In recent years, the popularity of yoga has skyrocketed, leading many to embark on a new, more enlightened method of exercise. For many, yoga is more than just a passing trend. The sport opens up a variety of health benefits for the mind and body, which have proved to be unmatched by any other form of exercise.
A 2013 study at the University of Illinois has shown that a short yoga session can drastically improve your learning. When compared with the effects of aerobic exercise, yoga came up trumps, revealing a significant improvement in memory, faster reaction times and an increase in accuracy on cognitive tasks.
But what makes yoga so mentally stimulating? Professor Neha Gothe, who led the study, told Diana Yates of the Illinois News Bureau that:
‘The breathing and meditative exercises aim at calming the mind and body and keeping distracting thoughts away while you focus on your body, posture or breath. Maybe these processes translate beyond yoga practice when you try to perform mental tasks or day-to-day activities’.
Another study undertaken by scientists from the Boston University School of Medicine, found that regular yogis had higher levels of GABA in their bodies than those who did the same amount of strenuous, aerobic exercise such as running or walking. Low levels of GABA are frequently associated with depression and anxiety disorders, something yoga has been shown to reduce.
Okay, so yoga can improve productivity and reduce the likelihood of becoming depressed. But what about fitness? Is an hour of standing on your head and controlling your breathing really any better than an hour-long run?
As a form of exercise that aims to improve your strength, flexibility and breathing, more often than not, you’re guaranteed a good workout at a yoga class. Often undermined as a sport, many fail to see how it’s possible for yoga to get your heartrate up without cardio. At least two sessions of yoga per week meet the government’s NHS guidelines on muscle-strengthening activity, rivalling those tedious, lengthy weight-training sessions at the gym.
The World Yoga Sports Championship, an event that has run annually for eleven years, was held in London for the first time in 2014. 2011’s winner Joseph Encinia tells The Telegraph that the ‘mental zone’ you need for yoga and meditation is very similar to that of professional sport stars.
‘People always ask how you can have a yoga competition, but there are huge similarities between top athletes and top yogi’.
Encinia explains that he is used to people criticising yoga, questioning its ability to even be considered a sport:
‘Sometimes other guys will be disrespectful.

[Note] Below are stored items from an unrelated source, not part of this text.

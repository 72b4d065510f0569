//! Schema discovery and header capture from template workbooks.
//!
//! A template's header band defines the organization's schema: one entry
//! per physical column, labeled from the header text. The band itself is
//! captured cell by cell so exports can replay it pixel-for-pixel later.

use uuid::Uuid;

use tabula_model::{CellRef, MergedRange, SchemaField};
use tabula_storage::StyleCell;
use tabula_xlsx::TabularSheet;

use crate::error::Result;

/// Derive one schema entry per physical column under the header band.
///
/// The column count is the widest of the header rows, so bands where the
/// title row outspans the label row still cover every column.
pub fn extract_schema(
    sheet: &TabularSheet,
    template_id: Uuid,
    header_rows: u32,
) -> Vec<SchemaField> {
    let Some(width) = header_width(sheet, header_rows) else {
        return Vec::new();
    };
    let last_header = header_rows.saturating_sub(1);

    let mut fields = Vec::with_capacity(width as usize);
    for col in 0..width {
        let label = column_label(sheet, last_header, col)
            .unwrap_or_else(|| format!("field_{}", col + 1));
        fields.push(SchemaField::derive(template_id, label, col, col));
    }
    fields
}

/// Columns spanned by the header band: the widest extent over its rows,
/// merged regions included, so a label merged past the last stored cell
/// still counts.
fn header_width(sheet: &TabularSheet, header_rows: u32) -> Option<u32> {
    let stored = (0..header_rows)
        .filter_map(|row| sheet.row_extent(row))
        .max();
    let merged = sheet
        .merged
        .iter()
        .filter(|range| range.start.row < header_rows)
        .map(|range| range.end.col)
        .max();
    stored.into_iter().chain(merged).max().map(|last| last + 1)
}

/// Label of one column.
///
/// Candidates in order: the cell on the last header row, the anchor of
/// the merged region covering it, then a plain upward scan through the
/// rows above. `None` when every candidate is blank.
fn column_label(sheet: &TabularSheet, last_header: u32, col: u32) -> Option<String> {
    let direct = normalize_label(&sheet.cell_text(last_header, col));
    if !direct.is_empty() {
        return Some(direct);
    }
    if let Some(anchor) = sheet.merged_anchor(CellRef::new(last_header, col)) {
        let merged = normalize_label(&sheet.cell_text(anchor.row, anchor.col));
        if !merged.is_empty() {
            return Some(merged);
        }
    }
    for row in (0..last_header).rev() {
        let above = normalize_label(&sheet.cell_text(row, col));
        if !above.is_empty() {
            return Some(above);
        }
    }
    None
}

/// Collapse whitespace runs, newlines included, to single spaces and trim.
fn normalize_label(raw: &str) -> String {
    raw.split_whitespace().collect::<Vec<_>>().join(" ")
}

/// Capture the header band for later replay: every cell of the rows above
/// the data cut that holds a value or a style, plus the merged regions
/// anchored in the band.
pub fn capture_header(
    sheet: &TabularSheet,
    data_start_row: u32,
) -> Result<(Vec<StyleCell>, Vec<MergedRange>)> {
    let mut styles = Vec::new();
    for row in 0..data_start_row {
        let Some(extent) = sheet.row_extent(row) else {
            continue;
        };
        for col in 0..=extent {
            let value = sheet.cell_text(row, col);
            let resolved = sheet.resolved_style(row, col);
            if value.is_empty() && resolved.is_plain() {
                continue;
            }
            styles.push(StyleCell {
                row,
                col,
                value,
                style: serde_json::to_value(&resolved)?,
            });
        }
    }
    let merges = sheet
        .merged
        .iter()
        .copied()
        .filter(|range| range.start.row < data_start_row)
        .collect();
    Ok((styles, merges))
}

They’ll say, “You think you’re a champion just because you won a yoga competition,” but then I’ll show them a posture and ask them to try it. The conversation’s usually over pretty fast.’
As well as increasing your strength, NHS guidelines have shown the sport to be extremely valuable to those suffering from high blood pressure, heart disease and aches and pains. Yoga is also great for improving balance, and is therefore recommended to older adults who may be at risk of falling.
With over 10,000 yoga teachers in the UK alone, joining a yoga class has never been easier. If you’re a student on a budget, you may be surprised to know that a lot of universities offer professional classes at a fraction of their original price. BSU’s yoga society meet every Monday at Bath Yoga Studio, allowing members to stretch out their pent-up stress from the previous week. The classes are small, so instructor Jo is always on hand to make sure you’re getting the most out of every move.
As someone who has frequented numerous fitness classes, rugby practice sessions and more overpriced gyms than I can count, the physical benefits of yoga have outweighed those of any other sport I’ve taken part in. It’s not just about gaining strength, it’s about having a break from the stresses of home, work or university, even if it’s just for an hour a week.